Тысяча и одна ночь отделения скорой помощи Болье Батист

14 часов,

внизу

Я посмотрел на часы. Моя подруга была наверху и рассказывала наши истории. Я мог спокойно вернуться к повседневным делам.

Во всех отделениях “скорой” наблюдается одно и то же загадочное явление: в один день поступает сразу куча пациентов, например, с болями в животе. И не важно, каков точный диагноз (острый аппендицит, сигмоидит, язва желудка), это все равно гастроэнтерология. На следующий день повалят пациенты с нарушениями мозгового кровообращения. Все скопом в неврологию. Потом начнется парад вывихов лодыжки, переломов руки и шейки бедра.

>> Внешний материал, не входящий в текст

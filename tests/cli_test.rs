//! CLI Command Tests
//!
//! Argument parsing, JSON output format, and command exit codes against a
//! mocked backend.

// =============================================================================
// CLI Argument Parsing Tests
// =============================================================================

mod cli_parsing {
    use blip::cli::{Cli, Command, OpinionArg};
    use blip::models::Platform;
    use clap::Parser;

    #[test]
    fn test_no_args_is_tui_mode() {
        let cli = Cli::parse_from::<_, &str>([]);
        assert!(!cli.is_cli_mode());
    }

    #[test]
    fn test_discover_defaults() {
        let cli = Cli::parse_from(["blip", "discover"]);
        assert!(cli.is_cli_mode());
        match cli.command {
            Some(Command::Discover(cmd)) => {
                assert!(cmd.platforms.is_empty());
                assert!(cmd.limit.is_none());
            }
            _ => panic!("Expected Discover command"),
        }
    }

    #[test]
    fn test_discover_accepts_names_and_slugs() {
        let cli = Cli::parse_from([
            "blip",
            "discover",
            "--platforms",
            "Disney Plus,prime-video,max",
        ]);
        match cli.command {
            Some(Command::Discover(cmd)) => assert_eq!(
                cmd.platforms,
                vec![Platform::DisneyPlus, Platform::PrimeVideo, Platform::HboMax]
            ),
            _ => panic!("Expected Discover command"),
        }
    }

    #[test]
    fn test_rate_rejects_unknown_opinion() {
        assert!(Cli::try_parse_from(["blip", "rate", "603", "meh"]).is_err());
        assert!(Cli::try_parse_from(["blip", "rate", "abc", "loved"]).is_err());
    }

    #[test]
    fn test_watchlist_opinion_flag() {
        let cli = Cli::parse_from(["blip", "watchlist", "--opinion", "loved", "--page", "3"]);
        match cli.command {
            Some(Command::Watchlist(cmd)) => {
                assert_eq!(cmd.opinion, OpinionArg::Loved);
                assert_eq!(cmd.page, 3);
            }
            _ => panic!("Expected Watchlist command"),
        }
    }

    #[test]
    fn test_command_aliases() {
        let cli = Cli::parse_from(["blip", "d"]);
        assert!(matches!(cli.command, Some(Command::Discover(_))));

        let cli = Cli::parse_from(["blip", "r", "1", "pass"]);
        assert!(matches!(cli.command, Some(Command::Rate(_))));

        let cli = Cli::parse_from(["blip", "wl", "--all"]);
        assert!(matches!(cli.command, Some(Command::Watchlist(_))));
    }

    #[test]
    fn test_global_flags_after_subcommand() {
        let cli = Cli::parse_from(["blip", "platforms", "-q", "-c", "/tmp/blip.toml"]);
        assert!(cli.quiet);
        assert_eq!(
            cli.config.as_deref(),
            Some(std::path::Path::new("/tmp/blip.toml"))
        );
    }
}

// =============================================================================
// JSON Output Format Tests
// =============================================================================

mod json_output {
    use blip::cli::{ExitCode, JsonOutput};

    #[test]
    fn test_json_output_success() {
        let output = JsonOutput::success(vec![1, 2, 3]);
        let json = serde_json::to_value(&output).unwrap();
        assert_eq!(json["data"], serde_json::json!([1, 2, 3]));
        assert!(json.get("error").is_none());
        assert!(json.get("exit_code").is_none());
    }

    #[test]
    fn test_json_output_error() {
        let output = JsonOutput::<()>::error_msg("backend down", ExitCode::NetworkError);
        let json = serde_json::to_value(&output).unwrap();
        assert!(json.get("data").is_none());
        assert_eq!(json["error"], "backend down");
        assert_eq!(json["exit_code"], 3);
    }
}

// =============================================================================
// Command Exit Codes
// =============================================================================

mod commands {
    use blip::cli::{DiscoverCmd, ExitCode, OpinionArg, Output, RateCmd, WatchlistCmd};
    use blip::commands::{discover_cmd, rate_cmd, watchlist_cmd};
    use blip::config::Settings;
    use blip::discovery::PlatformSet;
    use blip::models::Platform;
    use mockito::{Matcher, Server};

    fn output() -> Output {
        Output {
            json: true,
            quiet: true,
        }
    }

    fn settings(url: String) -> Settings {
        Settings {
            api_url: url,
            user_id: 1,
            platforms: PlatformSet::default_selection(),
        }
    }

    #[tokio::test]
    async fn test_discover_uses_configured_platforms() {
        let mut server = Server::new_async().await;
        let mock = server
            .mock("GET", "/discover-movies")
            .match_query(Matcher::UrlEncoded(
                "platforms".into(),
                "Netflix,Prime Video,HBO Max,Disney Plus,Paramount Plus".into(),
            ))
            .with_status(200)
            .with_body(r#"[{"id": 1, "title": "Heat"}, {"id": 2, "title": "Ronin"}]"#)
            .create_async()
            .await;

        let cmd = DiscoverCmd {
            platforms: vec![],
            limit: Some(1),
        };
        let code = discover_cmd(cmd, &settings(server.url()), &output()).await;

        mock.assert_async().await;
        assert_eq!(code, ExitCode::Success);
    }

    #[tokio::test]
    async fn test_discover_empty_result_is_no_movies() {
        let mut server = Server::new_async().await;
        let _mock = server
            .mock("GET", "/discover-movies")
            .match_query(Matcher::Any)
            .with_status(200)
            .with_body("[]")
            .create_async()
            .await;

        let cmd = DiscoverCmd {
            platforms: vec![Platform::Hulu],
            limit: None,
        };
        let code = discover_cmd(cmd, &settings(server.url()), &output()).await;
        assert_eq!(code, ExitCode::NoMovies);
    }

    #[tokio::test]
    async fn test_discover_without_platforms_is_invalid() {
        let mut settings = settings("http://127.0.0.1:9".into());
        settings.platforms = PlatformSet::new();

        let cmd = DiscoverCmd {
            platforms: vec![],
            limit: None,
        };
        let code = discover_cmd(cmd, &settings, &output()).await;
        assert_eq!(code, ExitCode::InvalidArgs);
    }

    #[tokio::test]
    async fn test_rate_failure_is_network_error() {
        let mut server = Server::new_async().await;
        let _mock = server
            .mock("POST", "/user/1/movie")
            .with_status(500)
            .create_async()
            .await;

        let cmd = RateCmd {
            movie_id: 603,
            opinion: OpinionArg::Loved,
        };
        let code = rate_cmd(cmd, &settings(server.url()), &output()).await;
        assert_eq!(code, ExitCode::NetworkError);
    }

    #[tokio::test]
    async fn test_rate_success() {
        let mut server = Server::new_async().await;
        let mock = server
            .mock("POST", "/user/1/movie")
            .match_body(Matcher::Json(serde_json::json!({"movie_id": 603, "opinion": 1})))
            .with_status(200)
            .create_async()
            .await;

        let cmd = RateCmd {
            movie_id: 603,
            opinion: OpinionArg::Loved,
        };
        let code = rate_cmd(cmd, &settings(server.url()), &output()).await;

        mock.assert_async().await;
        assert_eq!(code, ExitCode::Success);
    }

    #[tokio::test]
    async fn test_watchlist_page_zero_is_invalid() {
        let cmd = WatchlistCmd {
            page: 0,
            all: false,
            opinion: OpinionArg::Watch,
        };
        let code = watchlist_cmd(cmd, &settings("http://127.0.0.1:9".into()), &output()).await;
        assert_eq!(code, ExitCode::InvalidArgs);
    }

    #[tokio::test]
    async fn test_watchlist_requests_chosen_opinion() {
        let mut server = Server::new_async().await;
        let mock = server
            .mock("GET", "/user/1/movies")
            .match_query(Matcher::AllOf(vec![
                Matcher::UrlEncoded("opinion".into(), "2".into()),
                Matcher::UrlEncoded("page".into(), "1".into()),
            ]))
            .with_status(200)
            .with_body(r#"{"movies": [], "has_more": false}"#)
            .create_async()
            .await;

        let cmd = WatchlistCmd {
            page: 1,
            all: false,
            opinion: OpinionArg::Disliked,
        };
        let code = watchlist_cmd(cmd, &settings(server.url()), &output()).await;

        mock.assert_async().await;
        assert_eq!(code, ExitCode::Success);
    }
}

Каждый день – своя тема. Статистикам следовало бы обратить внимание на этот феномен. Недуги словно набегают волнами.

Необъяснимым образом.

В понедельник были несвежие равиоли, сегодня – гериатрия.

Гериатрия – ужасное слово. Похоже на засохший пирог, забытый в глубине кухонного шкафа. Совсем как старики. Их складируют в доме, потом забывают. Летом их оставляют сушиться и умирать. Они нам досаждают. Они нас обременяют. Они нам мешают. В обществе, где ценность индивидуума измеряется только его производительностью труда, чего нам ждать от этих старых развалин? Ничего… Разве что напоминания о том, что Человек со всеми его супертехнологиями и продвинутой медициной – всего лишь высокоразвитая обезьяна, которая в конце жизни ходит под себя.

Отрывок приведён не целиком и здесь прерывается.